Organizers of a grassroots campaign to recall Wisconsin Senate Majority Leader Scott Fitzgerald announced that they were submitting more than enough signatures -- 20,600 -- to state election officials Tuesday to trigger a recall election against the Republican senator from Juneau.
The number of signatures gathered is nearly one-quarter more than the required 16,742.
The campaign to recall Fitzgerald was run apart from the more organized and statewide effort by the Democratic Party of Wisconsin and United Wisconsin to recall Gov. Scott Walker and Lt. Gov. Rebecca Kleefisch.
The success of the campaign reflects the depth of the dissatisfaction with the policies pursued by Walker and the state GOP, says Graeme Zielinski, spokesman for the state Democratic Party.
"We gave them no resources. The Democratic Party didn't lift a finger for them. Yet in a red district, they were able to…trigger a recall. Without any organization they were able to do this. It says something about the anger that's out there."
As Senate Majority Leader, Fitzgerald was a key player in pushing Gov. Scott Walker's controversial proposal to eliminate collective bargaining rights for most public workers. He and other GOP leaders continued to support passage despite massive protests at the state Capitol and lawsuits contesting the process.

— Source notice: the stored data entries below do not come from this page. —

//! Job entity for the background job table.

use crate::models::ids::{JobId, UserId};
use crate::models::{JobScheduleType, JobStatus, JobType};
use serde::{Deserialize, Serialize};
use std::collections::HashMap;

/// A schedulable unit of background work.
///
/// `next_run` is only meaningful while the job is enabled and Pending; the
/// scheduler claims jobs whose `next_run` has passed. Executors may write
/// run statistics into `parameters`.
#[derive(Debug, Clone, PartialEq, Serialize, Deserialize)]
pub struct Job {
    pub id: JobId,
    pub name: String,
    pub description: String,
    pub job_type: JobType,
    pub status: JobStatus,
    pub schedule_type: JobScheduleType,
    pub cron_expression: Option<String>,
    /// Unix millis of the last time the scheduler picked this job up.
    pub last_run: Option<i64>,
    /// Unix millis of the next due time.
    pub next_run: Option<i64>,
    pub is_enabled: bool,
    /// Message of the last failure, cleared on the next successful run.
    pub error_message: Option<String>,
    /// Free-form string parameters; executors record run statistics here.
    pub parameters: HashMap<String, String>,
    pub created_at: i64,
    pub created_by: Option<UserId>,
    pub updated_at: Option<i64>,
    pub is_deleted: bool,
}

impl Job {
    /// Transition to Running and stamp `last_run`.
    pub fn start_run(mut self, now: i64) -> Self {
        self.status = JobStatus::Running;
        self.last_run = Some(now);
        self.updated_at = Some(now);
        self
    }

    /// Transition to Completed, clearing any previous error.
    pub fn complete(mut self, now: i64) -> Self {
        self.status = JobStatus::Completed;
        self.error_message = None;
        self.updated_at = Some(now);
        self
    }

    /// Transition to Failed with the error recorded.
    pub fn fail(mut self, message: impl Into<String>, now: i64) -> Self {
        self.status = JobStatus::Failed;
        self.error_message = Some(message.into());
        self.updated_at = Some(now);
        self
    }

    /// Return a recurring job to Pending with its next due time.
    pub fn reschedule(mut self, next_run: Option<i64>, now: i64) -> Self {
        self.status = JobStatus::Pending;
        self.next_run = next_run;
        self.updated_at = Some(now);
        self
    }

    /// Whether the scheduler should pick this job up at `now`.
    pub fn is_due(&self, now: i64) -> bool {
        self.status == JobStatus::Pending
            && self.is_enabled
            && self.next_run.is_some_and(|next| next <= now)
    }
}

/// Filter criteria for job listings.
#[derive(Debug, Clone, Default)]
pub struct JobFilter {
    pub status: Option<JobStatus>,
    pub job_type: Option<JobType>,
    pub limit: Option<usize>,
}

Lori Compas, chairperson of the Committee to Recall Scott Fitzgerald, called the number of signatures collected "overwhelming and decisive."
"More than 20,600 of his own constituents -- Republican, Democrat, and independent alike -- signed a recall petition because Scott Fitzgerald stopped listening to them," Compas, a business owner from Fort Atkinson, said in a news release. "Individually they were not heard; together, their call for open, honest government cannot be ignored."
Fitzgerald's office did not respond to a request for comment.
Who would run against Fitzgerald is unclear but Compas says that is the next step for the campaign.
"I fully expect that the citizens of Senate District 13 will have a robust and engaging conversation about who should replace him," she said.